# Work order:
Locate all lines in the data below that hold "addr" and show them.

# Input material:
◇ ◇ ◇ ◇ ◇ ◇ ◇

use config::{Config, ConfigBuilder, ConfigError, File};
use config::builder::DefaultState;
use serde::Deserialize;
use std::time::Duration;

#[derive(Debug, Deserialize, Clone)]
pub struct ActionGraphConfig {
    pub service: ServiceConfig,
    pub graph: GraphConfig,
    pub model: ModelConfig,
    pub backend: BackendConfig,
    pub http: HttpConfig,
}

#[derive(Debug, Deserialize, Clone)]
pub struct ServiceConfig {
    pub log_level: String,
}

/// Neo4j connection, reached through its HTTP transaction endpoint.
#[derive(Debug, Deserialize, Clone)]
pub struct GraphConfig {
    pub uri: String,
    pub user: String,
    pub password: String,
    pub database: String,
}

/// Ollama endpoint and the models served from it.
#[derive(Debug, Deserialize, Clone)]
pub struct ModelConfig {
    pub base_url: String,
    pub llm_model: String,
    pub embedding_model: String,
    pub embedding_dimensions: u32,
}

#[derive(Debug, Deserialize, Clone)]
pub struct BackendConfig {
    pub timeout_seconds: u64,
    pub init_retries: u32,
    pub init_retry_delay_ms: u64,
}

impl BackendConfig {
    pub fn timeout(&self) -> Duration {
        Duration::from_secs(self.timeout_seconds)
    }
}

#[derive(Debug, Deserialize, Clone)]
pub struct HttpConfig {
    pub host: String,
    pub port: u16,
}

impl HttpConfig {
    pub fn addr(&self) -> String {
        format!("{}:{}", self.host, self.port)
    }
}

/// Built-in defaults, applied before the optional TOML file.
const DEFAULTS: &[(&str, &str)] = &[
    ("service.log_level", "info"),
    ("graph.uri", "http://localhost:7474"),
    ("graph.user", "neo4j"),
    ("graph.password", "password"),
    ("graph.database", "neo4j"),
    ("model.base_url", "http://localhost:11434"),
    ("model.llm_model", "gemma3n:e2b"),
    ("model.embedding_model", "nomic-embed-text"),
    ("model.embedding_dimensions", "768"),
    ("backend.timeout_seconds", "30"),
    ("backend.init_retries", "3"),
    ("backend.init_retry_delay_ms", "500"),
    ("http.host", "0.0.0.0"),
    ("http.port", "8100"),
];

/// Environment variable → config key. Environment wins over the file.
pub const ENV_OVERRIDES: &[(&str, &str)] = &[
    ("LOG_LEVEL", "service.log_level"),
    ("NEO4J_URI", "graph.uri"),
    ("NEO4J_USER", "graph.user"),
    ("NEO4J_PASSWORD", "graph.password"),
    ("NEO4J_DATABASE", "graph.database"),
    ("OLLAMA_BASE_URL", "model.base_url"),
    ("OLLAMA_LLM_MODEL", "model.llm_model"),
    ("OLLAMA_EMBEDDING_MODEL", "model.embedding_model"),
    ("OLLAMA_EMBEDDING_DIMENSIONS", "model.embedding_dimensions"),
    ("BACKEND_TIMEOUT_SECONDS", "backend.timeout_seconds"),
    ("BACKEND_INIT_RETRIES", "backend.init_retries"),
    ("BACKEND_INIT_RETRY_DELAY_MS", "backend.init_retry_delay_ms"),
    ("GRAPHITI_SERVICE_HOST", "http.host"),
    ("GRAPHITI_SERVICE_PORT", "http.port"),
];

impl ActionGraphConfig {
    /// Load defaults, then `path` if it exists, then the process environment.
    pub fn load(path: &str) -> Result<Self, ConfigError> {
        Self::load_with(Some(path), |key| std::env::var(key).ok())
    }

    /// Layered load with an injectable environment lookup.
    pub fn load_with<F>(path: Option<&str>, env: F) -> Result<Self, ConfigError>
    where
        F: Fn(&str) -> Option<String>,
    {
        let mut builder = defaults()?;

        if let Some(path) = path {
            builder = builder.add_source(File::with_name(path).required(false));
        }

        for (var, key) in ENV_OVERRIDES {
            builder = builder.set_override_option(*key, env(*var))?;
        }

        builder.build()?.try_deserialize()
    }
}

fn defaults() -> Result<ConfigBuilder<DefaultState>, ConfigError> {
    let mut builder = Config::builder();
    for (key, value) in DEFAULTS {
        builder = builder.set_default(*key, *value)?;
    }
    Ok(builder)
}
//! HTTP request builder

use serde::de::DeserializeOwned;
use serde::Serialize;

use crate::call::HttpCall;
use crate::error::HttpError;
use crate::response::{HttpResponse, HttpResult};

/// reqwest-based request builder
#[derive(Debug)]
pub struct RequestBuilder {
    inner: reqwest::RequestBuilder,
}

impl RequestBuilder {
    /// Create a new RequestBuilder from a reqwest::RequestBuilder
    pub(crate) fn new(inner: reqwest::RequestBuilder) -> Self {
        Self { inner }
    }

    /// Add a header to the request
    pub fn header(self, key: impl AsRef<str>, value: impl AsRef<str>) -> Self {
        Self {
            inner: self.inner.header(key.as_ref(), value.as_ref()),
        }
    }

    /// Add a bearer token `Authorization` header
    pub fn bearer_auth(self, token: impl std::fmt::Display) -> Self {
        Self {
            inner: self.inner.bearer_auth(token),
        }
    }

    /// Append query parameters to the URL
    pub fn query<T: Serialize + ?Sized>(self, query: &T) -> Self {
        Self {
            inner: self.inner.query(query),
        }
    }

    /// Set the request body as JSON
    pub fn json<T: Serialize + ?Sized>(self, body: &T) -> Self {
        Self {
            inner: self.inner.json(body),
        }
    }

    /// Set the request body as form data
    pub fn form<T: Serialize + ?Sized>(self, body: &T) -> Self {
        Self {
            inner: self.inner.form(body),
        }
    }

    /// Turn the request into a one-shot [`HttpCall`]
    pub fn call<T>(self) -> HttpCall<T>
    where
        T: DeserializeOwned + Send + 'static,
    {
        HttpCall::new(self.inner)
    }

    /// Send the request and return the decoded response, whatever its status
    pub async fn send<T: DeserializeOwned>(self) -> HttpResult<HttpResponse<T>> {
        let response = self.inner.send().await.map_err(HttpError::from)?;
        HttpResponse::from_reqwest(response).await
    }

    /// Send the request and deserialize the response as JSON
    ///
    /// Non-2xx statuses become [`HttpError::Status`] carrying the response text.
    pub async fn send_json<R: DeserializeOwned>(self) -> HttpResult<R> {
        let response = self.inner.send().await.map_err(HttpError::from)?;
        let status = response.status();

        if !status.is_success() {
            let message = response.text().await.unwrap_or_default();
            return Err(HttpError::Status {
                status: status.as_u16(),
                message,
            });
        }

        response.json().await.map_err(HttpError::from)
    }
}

◇ ◇ ◇ ◇ ◇ ◇ ◇

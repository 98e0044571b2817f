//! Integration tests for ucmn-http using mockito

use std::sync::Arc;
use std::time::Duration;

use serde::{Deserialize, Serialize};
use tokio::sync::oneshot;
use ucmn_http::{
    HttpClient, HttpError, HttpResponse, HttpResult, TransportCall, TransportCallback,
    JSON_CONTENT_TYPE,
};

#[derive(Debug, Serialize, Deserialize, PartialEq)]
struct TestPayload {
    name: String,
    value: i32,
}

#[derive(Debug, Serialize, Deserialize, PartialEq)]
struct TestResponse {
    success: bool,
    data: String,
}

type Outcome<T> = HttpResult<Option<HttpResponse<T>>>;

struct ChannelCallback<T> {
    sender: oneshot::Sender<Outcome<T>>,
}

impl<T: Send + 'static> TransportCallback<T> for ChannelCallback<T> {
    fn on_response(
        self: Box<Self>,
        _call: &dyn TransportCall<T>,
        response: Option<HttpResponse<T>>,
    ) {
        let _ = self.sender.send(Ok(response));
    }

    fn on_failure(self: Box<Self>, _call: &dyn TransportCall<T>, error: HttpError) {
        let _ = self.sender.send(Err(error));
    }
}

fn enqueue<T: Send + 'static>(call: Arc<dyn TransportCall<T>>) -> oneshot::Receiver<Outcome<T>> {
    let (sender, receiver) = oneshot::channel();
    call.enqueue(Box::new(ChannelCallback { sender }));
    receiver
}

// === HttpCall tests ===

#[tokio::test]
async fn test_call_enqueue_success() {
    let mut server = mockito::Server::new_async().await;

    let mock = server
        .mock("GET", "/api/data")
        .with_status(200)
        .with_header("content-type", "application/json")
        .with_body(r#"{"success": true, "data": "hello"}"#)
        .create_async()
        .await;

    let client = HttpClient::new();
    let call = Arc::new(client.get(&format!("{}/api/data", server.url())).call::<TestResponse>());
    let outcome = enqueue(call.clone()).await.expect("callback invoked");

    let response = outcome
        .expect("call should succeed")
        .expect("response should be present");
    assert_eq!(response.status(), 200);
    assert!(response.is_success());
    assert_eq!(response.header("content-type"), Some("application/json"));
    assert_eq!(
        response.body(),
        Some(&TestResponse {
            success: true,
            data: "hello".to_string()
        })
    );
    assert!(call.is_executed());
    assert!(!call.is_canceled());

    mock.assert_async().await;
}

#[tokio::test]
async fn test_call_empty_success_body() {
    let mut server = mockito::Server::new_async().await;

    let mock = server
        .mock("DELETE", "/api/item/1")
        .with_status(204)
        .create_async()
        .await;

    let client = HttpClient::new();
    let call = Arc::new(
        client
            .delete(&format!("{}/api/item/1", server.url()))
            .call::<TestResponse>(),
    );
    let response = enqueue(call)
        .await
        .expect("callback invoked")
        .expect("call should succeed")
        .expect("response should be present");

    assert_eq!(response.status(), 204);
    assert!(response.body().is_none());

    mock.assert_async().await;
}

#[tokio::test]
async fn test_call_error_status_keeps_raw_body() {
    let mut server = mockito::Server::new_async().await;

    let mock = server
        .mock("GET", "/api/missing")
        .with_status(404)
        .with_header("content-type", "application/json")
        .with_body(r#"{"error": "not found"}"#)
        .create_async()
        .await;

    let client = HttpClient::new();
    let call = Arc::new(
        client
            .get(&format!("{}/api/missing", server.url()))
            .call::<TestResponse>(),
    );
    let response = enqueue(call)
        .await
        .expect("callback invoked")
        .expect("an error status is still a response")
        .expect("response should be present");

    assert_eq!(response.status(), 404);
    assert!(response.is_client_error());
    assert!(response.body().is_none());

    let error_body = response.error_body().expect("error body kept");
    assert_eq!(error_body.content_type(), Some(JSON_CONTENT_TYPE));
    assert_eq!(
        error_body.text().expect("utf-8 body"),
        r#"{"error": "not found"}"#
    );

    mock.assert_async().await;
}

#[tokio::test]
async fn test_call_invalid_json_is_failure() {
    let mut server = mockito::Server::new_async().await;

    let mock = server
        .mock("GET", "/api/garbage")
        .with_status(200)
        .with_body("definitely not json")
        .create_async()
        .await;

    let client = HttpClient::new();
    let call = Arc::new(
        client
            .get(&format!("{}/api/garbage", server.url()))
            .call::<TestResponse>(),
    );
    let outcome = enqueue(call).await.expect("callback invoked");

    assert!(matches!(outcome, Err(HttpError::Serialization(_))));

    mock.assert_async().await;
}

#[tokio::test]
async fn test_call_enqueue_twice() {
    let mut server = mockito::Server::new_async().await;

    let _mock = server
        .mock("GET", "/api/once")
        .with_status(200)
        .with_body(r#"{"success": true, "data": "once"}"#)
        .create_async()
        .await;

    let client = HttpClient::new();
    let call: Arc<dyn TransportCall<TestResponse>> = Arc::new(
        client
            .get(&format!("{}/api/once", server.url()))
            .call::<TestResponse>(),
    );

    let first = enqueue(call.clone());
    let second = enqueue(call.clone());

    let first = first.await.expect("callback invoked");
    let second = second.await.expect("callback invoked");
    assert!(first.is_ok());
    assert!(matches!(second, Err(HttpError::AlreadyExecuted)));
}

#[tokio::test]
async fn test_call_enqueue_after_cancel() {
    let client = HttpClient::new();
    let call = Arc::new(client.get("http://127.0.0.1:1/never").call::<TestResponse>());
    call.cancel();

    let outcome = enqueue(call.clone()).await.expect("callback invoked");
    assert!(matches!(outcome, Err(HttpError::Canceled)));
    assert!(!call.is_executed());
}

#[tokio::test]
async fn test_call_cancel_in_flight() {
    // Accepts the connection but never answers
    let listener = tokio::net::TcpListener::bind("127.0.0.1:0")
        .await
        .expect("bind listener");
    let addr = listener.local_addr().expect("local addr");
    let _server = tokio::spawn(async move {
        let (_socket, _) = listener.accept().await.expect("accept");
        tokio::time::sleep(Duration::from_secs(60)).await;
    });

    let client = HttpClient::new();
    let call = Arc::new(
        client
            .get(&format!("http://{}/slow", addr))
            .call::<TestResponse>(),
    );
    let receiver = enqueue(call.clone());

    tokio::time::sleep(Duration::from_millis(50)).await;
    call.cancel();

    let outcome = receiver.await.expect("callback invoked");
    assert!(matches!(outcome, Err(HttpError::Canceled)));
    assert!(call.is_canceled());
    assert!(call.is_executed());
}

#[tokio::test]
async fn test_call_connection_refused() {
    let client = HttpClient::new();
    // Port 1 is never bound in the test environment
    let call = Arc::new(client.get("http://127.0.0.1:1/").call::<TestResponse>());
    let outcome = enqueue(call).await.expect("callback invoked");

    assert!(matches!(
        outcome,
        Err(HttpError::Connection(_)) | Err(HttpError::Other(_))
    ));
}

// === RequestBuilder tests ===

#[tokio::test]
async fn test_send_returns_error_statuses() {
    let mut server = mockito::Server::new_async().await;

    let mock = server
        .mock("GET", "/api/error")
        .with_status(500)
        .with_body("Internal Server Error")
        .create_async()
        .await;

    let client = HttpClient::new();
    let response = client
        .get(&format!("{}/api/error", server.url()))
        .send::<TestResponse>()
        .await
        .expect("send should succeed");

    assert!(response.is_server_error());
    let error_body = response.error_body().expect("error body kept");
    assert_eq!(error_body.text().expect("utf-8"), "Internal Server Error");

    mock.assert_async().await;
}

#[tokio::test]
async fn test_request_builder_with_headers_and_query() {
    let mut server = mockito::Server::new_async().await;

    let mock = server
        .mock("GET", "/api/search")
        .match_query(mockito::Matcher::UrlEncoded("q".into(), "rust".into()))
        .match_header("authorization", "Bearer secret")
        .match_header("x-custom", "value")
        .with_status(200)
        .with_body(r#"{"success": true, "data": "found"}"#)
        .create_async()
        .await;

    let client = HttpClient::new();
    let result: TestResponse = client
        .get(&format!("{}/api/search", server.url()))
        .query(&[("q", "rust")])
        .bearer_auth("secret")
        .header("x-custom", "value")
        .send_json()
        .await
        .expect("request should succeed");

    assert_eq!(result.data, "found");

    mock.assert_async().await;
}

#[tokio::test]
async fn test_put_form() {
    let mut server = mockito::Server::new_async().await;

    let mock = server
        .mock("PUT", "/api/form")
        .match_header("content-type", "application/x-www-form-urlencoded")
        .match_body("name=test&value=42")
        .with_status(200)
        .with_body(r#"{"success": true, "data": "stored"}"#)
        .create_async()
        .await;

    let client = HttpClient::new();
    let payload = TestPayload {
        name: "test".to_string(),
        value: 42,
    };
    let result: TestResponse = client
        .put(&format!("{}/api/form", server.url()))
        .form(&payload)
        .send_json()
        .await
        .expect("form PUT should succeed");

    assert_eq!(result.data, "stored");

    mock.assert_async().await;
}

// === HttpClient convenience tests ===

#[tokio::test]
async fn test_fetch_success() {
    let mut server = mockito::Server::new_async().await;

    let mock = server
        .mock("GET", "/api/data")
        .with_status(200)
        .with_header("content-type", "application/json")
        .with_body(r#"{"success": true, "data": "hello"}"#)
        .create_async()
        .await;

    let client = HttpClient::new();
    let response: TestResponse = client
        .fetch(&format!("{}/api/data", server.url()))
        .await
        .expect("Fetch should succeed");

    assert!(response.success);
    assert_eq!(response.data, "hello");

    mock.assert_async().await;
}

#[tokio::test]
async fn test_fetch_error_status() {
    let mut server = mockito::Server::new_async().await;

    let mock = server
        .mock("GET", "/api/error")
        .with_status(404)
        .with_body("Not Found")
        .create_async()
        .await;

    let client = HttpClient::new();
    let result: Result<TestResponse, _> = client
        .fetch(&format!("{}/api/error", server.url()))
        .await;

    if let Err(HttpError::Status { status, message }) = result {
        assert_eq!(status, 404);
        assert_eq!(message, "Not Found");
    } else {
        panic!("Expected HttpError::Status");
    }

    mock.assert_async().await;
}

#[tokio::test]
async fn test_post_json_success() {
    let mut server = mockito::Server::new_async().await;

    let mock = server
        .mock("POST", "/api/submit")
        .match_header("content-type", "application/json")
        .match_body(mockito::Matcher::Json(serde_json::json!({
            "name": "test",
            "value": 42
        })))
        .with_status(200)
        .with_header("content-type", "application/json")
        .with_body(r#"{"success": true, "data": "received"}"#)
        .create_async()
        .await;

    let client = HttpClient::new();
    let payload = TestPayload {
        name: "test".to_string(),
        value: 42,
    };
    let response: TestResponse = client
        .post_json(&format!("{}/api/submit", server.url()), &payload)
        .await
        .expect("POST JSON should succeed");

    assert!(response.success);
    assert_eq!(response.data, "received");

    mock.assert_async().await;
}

◇ ◇ ◇ ◇ ◇ ◇ ◇

# Output:
    pub fn addr(&self) -> String {
    let addr = listener.local_addr().expect("local addr");
            .get(&format!("http://{}/slow", addr))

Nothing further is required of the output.